Cost effectiveness ($/t) 45 104 47

Note: The cost effectiveness figures do not include the administrative costs of the amendments ($306 million). With administrative costs, the amendments cost $48 per tonne of CO2e.

The estimated compliance cost per tonne of the amendments ($47 overall and $104 for the transmission and storage subsector) represents relatively low abatement costs compared to other climate policies and are well below the associated value of the social cost of carbon ($285 per tonne in 2023).

Impact on firm costs, profits, and competitiveness

Annualized compliance costs are estimated to be $1.3 billion over the period of analysis (see Table 9), while total capital and operating expenditures in the conventional oil and gas sector were reported as $55.3 billion in 2023. Therefore, annual compliance costs represent a 2.4% increase in historical industry expenditures. And in 2023, total revenues for the conventional oil and gas sector reached $216.1 billion. Thus, increased annual compliance costs represent 0.6% of historical industry revenues.

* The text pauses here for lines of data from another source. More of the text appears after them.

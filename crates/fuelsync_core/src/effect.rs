use std::path::PathBuf;
use std::time::Duration;

use crate::{RequestId, RunToken, TaskKind, TimerKind};

#[derive(Debug, Clone, PartialEq, Eq)]
pub enum Effect {
    PersistServerUrl(String),
    Probe,
    Upload {
        kind: TaskKind,
        path: PathBuf,
    },
    StartTask {
        kind: TaskKind,
        token: RunToken,
    },
    /// Open the log stream if it is not already owned by the engine.
    ConnectLogStream,
    Schedule {
        kind: TaskKind,
        token: RunToken,
        timer: TimerKind,
        after: Duration,
    },
    LoadPreview {
        kind: TaskKind,
        request: RequestId,
    },
    Download {
        kind: TaskKind,
    },
}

Given that compliance costs are expected to vary by type of site and most sites are not expected to be able to pass on costs, the compliance cost impacts are expected to impact profit margins. Nevertheless, the compliance costs of these amendments are expected to be less significant than other factors that influence profitability, such as variance in market prices for oil and gas.

In response to the potential financial and competitiveness impacts of the amendments, regulatory flexibilities have been introduced. The amendments provide different compliance requirements based on the size and type of equipment at sites and set out options for meeting site monitoring requirements. The North American energy industry operates under a suite of federal and subnational environmental regulatory measures, including several focused specifically on reducing methane emissions.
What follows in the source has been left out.